Stored data entries:

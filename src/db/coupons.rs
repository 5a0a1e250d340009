use sqlx::postgres::PgExecutor;

use crate::domain::aggregates::{AppliedCoupon, Coupon};

/// Loads and row-locks a coupon so `times_used` cannot move under a
/// concurrent checkout before this transaction commits.
pub async fn find_for_update<'e>(db: impl PgExecutor<'e>, code: &str) -> sqlx::Result<Option<Coupon>> {
    sqlx::query_as::<_, Coupon>(
        r#"SELECT id, code, description, type, value, min_purchase_amount, max_discount_amount,
                  usage_limit, usage_limit_per_user, times_used, valid_from, valid_until, is_active
           FROM coupons WHERE code = $1
           FOR UPDATE"#,
    )
    .bind(code)
    .fetch_optional(db)
    .await
}

pub async fn count_usage<'e>(db: impl PgExecutor<'e>, coupon_id: i64, user_id: i64) -> sqlx::Result<i64> {
    sqlx::query_scalar("SELECT COUNT(*) FROM coupon_usage WHERE coupon_id = $1 AND user_id = $2")
        .bind(coupon_id)
        .bind(user_id)
        .fetch_one(db)
        .await
}

pub async fn insert_usage<'e>(db: impl PgExecutor<'e>, applied: &AppliedCoupon, user_id: i64, order_id: i64) -> sqlx::Result<()> {
    sqlx::query("INSERT INTO coupon_usage (coupon_id, user_id, order_id, discount_amount) VALUES ($1, $2, $3, $4)")
        .bind(applied.coupon_id)
        .bind(user_id)
        .bind(order_id)
        .bind(applied.discount)
        .execute(db)
        .await?;
    Ok(())
}

pub async fn increment_times_used<'e>(db: impl PgExecutor<'e>, coupon_id: i64) -> sqlx::Result<()> {
    sqlx::query("UPDATE coupons SET times_used = times_used + 1, updated_at = NOW() WHERE id = $1")
        .bind(coupon_id)
        .execute(db)
        .await?;
    Ok(())
}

### [What is expected]
Return, with no change at all, every line in the entries above from the line containing "COUNT(*) FROM coupon_usage" through the line containing "pub async fn insert_usage<'e>(db: impl".

### [Response]
    sqlx::query_scalar("SELECT COUNT(*) FROM coupon_usage WHERE coupon_id = $1 AND user_id = $2")
        .bind(coupon_id)
        .bind(user_id)
        .fetch_one(db)
        .await
}

pub async fn insert_usage<'e>(db: impl PgExecutor<'e>, applied: &AppliedCoupon, user_id: i64, order_id: i64) -> sqlx::Result<()> {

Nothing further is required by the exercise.